Assignment: Instruction for the data below: set down exactly the lines from the line with "pub async fn from_env()" to the line with "impl SecretStore for", inclusive, and no others.

::::::::

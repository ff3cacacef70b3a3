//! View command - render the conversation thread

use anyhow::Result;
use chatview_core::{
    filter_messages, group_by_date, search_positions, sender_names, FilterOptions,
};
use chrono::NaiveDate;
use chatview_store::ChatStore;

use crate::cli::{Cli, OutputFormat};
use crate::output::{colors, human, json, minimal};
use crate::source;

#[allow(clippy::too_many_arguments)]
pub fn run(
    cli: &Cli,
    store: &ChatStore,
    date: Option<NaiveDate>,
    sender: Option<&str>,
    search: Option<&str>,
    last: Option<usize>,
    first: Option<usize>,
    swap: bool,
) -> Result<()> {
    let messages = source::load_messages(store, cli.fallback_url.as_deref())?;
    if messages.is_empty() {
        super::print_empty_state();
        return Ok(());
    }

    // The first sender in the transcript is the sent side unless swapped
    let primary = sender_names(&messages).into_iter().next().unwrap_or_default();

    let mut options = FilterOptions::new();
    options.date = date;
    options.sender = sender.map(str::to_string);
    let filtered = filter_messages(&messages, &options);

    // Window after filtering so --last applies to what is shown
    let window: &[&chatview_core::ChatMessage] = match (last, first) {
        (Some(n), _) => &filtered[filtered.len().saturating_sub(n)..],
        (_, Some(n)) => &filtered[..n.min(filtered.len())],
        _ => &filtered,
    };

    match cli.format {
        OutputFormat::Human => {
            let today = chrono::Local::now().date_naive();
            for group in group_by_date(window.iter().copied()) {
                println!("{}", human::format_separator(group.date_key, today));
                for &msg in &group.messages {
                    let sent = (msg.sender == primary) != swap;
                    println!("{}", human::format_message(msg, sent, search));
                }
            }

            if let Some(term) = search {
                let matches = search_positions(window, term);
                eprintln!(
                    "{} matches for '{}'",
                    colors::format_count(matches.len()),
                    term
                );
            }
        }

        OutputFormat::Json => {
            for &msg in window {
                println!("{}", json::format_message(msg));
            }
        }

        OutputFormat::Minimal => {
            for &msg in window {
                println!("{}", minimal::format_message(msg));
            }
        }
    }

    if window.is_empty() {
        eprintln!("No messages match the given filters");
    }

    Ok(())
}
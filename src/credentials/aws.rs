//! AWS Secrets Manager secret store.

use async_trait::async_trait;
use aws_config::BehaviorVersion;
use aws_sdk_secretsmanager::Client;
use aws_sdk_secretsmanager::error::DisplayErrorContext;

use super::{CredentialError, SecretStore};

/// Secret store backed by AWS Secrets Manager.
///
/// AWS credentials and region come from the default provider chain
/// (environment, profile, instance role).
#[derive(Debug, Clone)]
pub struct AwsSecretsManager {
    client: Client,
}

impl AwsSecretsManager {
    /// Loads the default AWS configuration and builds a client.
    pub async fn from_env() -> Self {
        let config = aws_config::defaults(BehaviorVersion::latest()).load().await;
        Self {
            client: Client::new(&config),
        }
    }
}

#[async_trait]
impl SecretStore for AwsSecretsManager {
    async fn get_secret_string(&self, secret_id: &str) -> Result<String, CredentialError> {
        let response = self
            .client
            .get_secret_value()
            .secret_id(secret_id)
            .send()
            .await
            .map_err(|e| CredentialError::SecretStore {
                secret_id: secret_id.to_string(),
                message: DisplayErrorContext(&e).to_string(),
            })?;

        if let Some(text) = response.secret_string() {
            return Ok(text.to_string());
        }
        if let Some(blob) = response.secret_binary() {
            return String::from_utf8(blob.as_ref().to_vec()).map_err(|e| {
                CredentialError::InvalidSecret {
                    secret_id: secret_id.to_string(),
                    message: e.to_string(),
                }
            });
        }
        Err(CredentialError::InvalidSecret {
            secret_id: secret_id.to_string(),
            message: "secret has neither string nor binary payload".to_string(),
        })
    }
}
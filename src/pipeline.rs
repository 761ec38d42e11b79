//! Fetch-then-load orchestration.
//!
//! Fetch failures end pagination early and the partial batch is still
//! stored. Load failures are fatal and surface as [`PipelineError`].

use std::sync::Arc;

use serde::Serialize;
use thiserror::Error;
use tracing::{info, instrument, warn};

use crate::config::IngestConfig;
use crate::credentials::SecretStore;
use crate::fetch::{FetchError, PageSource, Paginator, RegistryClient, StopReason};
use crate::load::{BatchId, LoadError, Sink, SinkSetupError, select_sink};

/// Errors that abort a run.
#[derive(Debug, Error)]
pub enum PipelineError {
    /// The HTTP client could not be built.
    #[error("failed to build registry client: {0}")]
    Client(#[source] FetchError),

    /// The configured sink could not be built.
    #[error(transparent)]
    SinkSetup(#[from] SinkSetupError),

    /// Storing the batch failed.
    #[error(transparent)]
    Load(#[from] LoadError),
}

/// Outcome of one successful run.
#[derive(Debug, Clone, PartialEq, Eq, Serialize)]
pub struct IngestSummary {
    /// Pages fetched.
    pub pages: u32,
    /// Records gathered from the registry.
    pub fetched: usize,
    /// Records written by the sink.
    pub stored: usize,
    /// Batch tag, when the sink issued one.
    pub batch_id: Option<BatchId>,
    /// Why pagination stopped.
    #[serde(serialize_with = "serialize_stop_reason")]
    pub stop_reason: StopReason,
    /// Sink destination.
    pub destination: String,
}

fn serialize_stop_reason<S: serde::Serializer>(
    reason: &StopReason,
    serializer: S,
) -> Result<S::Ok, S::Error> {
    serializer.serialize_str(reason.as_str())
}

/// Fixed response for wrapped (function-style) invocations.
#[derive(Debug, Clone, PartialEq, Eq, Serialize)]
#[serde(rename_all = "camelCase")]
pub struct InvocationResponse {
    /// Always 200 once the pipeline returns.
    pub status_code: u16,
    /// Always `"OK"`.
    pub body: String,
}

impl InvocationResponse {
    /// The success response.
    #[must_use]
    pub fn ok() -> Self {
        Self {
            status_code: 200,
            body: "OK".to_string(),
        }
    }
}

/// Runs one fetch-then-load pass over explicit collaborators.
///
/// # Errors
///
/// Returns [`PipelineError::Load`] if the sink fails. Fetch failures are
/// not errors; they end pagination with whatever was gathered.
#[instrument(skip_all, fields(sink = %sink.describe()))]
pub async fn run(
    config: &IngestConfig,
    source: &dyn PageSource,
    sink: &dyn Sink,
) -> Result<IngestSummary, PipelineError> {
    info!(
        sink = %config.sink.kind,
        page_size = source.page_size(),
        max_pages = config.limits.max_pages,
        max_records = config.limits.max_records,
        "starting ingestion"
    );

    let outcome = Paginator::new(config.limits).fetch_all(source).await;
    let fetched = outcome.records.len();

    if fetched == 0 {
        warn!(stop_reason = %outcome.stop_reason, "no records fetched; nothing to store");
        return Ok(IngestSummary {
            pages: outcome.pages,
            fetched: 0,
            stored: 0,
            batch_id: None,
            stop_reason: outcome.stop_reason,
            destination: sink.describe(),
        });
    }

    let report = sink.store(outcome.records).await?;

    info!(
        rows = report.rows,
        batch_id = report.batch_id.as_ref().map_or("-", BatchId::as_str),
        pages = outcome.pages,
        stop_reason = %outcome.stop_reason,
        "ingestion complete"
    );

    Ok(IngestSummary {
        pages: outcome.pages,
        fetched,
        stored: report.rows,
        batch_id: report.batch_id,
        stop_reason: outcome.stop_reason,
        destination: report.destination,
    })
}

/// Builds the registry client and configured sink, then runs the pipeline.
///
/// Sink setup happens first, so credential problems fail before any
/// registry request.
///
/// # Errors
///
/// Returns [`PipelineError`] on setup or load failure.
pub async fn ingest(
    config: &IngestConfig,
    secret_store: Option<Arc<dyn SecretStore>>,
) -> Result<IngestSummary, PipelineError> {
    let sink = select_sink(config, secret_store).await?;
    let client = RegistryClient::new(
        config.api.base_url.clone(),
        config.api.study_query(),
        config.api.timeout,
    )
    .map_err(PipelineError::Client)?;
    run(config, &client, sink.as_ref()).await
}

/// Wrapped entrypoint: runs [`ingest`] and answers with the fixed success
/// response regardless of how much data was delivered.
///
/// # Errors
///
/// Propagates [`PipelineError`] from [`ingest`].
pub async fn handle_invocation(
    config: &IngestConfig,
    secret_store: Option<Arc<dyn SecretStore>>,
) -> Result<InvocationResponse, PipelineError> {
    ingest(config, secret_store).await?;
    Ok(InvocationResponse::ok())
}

::::::::

Solution:
    pub async fn from_env() -> Self {
        let config = aws_config::defaults(BehaviorVersion::latest()).load().await;
        Self {
            client: Client::new(&config),
        }
    }
}

#[async_trait]
impl SecretStore for AwsSecretsManager {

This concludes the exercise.